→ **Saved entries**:
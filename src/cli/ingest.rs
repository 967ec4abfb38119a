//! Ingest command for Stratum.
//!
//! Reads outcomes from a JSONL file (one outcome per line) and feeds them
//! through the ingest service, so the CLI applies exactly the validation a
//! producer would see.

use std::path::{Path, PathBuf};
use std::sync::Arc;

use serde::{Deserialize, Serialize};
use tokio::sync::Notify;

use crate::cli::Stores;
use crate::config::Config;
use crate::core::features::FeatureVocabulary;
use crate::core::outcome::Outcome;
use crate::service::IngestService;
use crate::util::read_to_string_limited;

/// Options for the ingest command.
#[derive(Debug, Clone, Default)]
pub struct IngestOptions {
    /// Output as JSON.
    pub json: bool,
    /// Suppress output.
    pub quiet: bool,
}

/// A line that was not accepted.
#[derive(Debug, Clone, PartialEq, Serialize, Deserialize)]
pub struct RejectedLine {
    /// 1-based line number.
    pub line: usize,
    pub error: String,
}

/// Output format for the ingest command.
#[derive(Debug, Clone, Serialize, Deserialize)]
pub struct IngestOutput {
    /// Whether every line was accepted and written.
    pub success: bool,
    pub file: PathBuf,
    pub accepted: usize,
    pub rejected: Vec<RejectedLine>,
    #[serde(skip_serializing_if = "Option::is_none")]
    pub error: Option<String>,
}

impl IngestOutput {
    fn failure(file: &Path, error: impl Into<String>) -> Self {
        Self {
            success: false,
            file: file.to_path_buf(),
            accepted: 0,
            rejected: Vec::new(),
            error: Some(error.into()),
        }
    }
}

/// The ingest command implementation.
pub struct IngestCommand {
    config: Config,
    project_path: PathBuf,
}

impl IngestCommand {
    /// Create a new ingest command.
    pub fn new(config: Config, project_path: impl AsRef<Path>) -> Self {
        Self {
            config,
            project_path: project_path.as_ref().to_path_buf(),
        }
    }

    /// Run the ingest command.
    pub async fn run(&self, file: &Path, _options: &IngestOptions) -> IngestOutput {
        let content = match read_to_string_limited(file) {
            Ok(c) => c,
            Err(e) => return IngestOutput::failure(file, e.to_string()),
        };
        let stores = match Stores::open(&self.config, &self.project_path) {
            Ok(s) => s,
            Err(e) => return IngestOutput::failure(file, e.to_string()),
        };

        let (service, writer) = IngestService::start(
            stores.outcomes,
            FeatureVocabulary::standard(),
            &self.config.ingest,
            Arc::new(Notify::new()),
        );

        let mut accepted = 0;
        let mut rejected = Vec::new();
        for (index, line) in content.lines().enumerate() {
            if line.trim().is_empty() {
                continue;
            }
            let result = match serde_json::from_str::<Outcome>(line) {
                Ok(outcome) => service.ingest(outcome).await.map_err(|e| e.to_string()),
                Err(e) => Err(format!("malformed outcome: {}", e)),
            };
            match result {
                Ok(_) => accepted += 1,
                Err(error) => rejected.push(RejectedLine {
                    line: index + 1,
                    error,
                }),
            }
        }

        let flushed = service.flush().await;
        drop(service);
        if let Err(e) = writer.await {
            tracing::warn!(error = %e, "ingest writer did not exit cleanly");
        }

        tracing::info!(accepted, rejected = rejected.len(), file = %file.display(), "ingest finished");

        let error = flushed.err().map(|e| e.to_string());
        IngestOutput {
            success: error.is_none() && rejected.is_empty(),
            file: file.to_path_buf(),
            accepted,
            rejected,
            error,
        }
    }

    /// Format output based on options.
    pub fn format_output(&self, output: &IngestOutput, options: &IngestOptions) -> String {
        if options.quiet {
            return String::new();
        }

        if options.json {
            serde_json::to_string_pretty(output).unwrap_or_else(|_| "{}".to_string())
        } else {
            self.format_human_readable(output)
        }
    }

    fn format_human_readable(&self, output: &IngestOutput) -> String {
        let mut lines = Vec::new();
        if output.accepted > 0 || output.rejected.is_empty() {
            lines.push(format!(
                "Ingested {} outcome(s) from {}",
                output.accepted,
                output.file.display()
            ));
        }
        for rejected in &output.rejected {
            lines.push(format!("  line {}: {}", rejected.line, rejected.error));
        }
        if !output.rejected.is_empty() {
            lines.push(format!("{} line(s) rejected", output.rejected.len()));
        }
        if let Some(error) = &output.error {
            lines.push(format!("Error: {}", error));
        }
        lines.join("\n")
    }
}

* * *

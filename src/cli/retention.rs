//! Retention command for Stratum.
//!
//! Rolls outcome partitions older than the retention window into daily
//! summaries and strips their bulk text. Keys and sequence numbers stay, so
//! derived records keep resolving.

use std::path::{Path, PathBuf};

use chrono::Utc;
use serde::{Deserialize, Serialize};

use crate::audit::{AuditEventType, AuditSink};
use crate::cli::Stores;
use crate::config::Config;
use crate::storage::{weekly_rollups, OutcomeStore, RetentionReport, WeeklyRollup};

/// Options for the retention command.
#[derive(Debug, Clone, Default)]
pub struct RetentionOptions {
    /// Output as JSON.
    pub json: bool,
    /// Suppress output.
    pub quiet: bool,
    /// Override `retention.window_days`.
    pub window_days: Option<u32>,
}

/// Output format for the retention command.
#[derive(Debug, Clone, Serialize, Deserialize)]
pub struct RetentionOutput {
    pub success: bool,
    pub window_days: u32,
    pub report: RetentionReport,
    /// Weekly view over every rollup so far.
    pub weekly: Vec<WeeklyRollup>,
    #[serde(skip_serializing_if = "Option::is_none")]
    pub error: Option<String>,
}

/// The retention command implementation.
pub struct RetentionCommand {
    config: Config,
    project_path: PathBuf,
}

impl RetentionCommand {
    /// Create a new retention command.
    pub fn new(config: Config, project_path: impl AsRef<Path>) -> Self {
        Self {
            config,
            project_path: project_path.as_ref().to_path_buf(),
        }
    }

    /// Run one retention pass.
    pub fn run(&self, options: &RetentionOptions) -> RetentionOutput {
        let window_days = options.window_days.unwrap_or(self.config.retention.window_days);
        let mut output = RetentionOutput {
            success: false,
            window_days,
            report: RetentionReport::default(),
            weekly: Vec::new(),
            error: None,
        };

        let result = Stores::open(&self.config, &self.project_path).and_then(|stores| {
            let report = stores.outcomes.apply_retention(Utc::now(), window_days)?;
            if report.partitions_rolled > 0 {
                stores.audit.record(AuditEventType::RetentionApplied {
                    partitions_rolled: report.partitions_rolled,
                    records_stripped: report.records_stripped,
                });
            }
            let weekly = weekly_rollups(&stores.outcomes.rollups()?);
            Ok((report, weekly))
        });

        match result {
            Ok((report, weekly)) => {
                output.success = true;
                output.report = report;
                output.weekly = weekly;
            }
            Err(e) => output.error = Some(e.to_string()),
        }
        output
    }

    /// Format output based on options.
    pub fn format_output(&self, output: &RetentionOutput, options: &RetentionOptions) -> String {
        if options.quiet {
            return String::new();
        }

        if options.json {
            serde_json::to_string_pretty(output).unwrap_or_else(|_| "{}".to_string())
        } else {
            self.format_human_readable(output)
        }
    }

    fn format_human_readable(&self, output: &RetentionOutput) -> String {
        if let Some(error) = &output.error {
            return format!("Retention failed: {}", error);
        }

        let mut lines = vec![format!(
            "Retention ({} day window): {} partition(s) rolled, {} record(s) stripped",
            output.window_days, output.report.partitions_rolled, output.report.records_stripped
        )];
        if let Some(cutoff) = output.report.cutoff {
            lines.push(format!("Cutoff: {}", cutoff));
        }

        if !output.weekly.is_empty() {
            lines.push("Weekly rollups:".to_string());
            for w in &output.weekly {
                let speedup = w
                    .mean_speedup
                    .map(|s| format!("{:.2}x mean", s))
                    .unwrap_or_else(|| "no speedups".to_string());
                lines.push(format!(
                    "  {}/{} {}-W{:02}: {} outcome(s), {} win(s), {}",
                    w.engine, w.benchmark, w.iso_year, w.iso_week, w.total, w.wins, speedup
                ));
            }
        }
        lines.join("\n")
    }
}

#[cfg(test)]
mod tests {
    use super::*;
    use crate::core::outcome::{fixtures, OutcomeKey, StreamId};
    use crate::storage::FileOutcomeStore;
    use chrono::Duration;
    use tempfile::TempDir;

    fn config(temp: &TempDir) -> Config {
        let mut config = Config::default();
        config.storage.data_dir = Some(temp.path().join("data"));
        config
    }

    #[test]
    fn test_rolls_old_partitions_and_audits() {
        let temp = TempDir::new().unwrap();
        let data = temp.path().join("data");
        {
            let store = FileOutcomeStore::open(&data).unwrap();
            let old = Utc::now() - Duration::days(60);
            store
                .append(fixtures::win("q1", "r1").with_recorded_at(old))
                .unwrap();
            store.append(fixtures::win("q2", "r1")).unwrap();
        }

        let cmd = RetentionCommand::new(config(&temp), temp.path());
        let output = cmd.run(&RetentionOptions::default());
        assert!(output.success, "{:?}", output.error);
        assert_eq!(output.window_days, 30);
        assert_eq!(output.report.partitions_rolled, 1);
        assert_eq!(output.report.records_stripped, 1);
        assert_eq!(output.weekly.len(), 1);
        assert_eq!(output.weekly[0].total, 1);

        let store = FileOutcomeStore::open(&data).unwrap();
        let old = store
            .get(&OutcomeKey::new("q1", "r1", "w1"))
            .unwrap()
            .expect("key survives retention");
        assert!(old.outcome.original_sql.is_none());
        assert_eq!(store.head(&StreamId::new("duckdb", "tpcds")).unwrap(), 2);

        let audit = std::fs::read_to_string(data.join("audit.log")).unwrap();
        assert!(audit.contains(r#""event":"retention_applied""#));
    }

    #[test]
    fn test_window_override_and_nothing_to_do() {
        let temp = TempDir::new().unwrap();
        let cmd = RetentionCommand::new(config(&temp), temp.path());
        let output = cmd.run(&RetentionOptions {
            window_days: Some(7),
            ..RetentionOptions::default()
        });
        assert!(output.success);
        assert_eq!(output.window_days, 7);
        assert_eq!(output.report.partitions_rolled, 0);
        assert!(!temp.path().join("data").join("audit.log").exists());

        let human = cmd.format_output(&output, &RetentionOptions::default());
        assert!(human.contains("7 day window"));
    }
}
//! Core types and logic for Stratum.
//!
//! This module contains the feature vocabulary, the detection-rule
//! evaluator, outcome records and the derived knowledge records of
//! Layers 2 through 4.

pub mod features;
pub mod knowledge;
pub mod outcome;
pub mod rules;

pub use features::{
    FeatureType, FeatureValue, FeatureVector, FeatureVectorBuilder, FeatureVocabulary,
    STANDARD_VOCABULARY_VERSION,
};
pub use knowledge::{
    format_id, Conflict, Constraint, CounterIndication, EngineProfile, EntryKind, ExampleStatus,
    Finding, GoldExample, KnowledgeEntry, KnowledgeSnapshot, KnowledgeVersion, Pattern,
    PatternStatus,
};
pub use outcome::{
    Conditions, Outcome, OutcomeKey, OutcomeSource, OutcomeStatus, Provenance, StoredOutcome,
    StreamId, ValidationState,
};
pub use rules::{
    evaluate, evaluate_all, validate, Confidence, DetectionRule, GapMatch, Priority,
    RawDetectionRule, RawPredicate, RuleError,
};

→ **What needs to be done**:
Each line of the data that holds "index" should be reported.

→ **Answer to this exercise**:
        for (index, line) in content.lines().enumerate() {
                    line: index + 1,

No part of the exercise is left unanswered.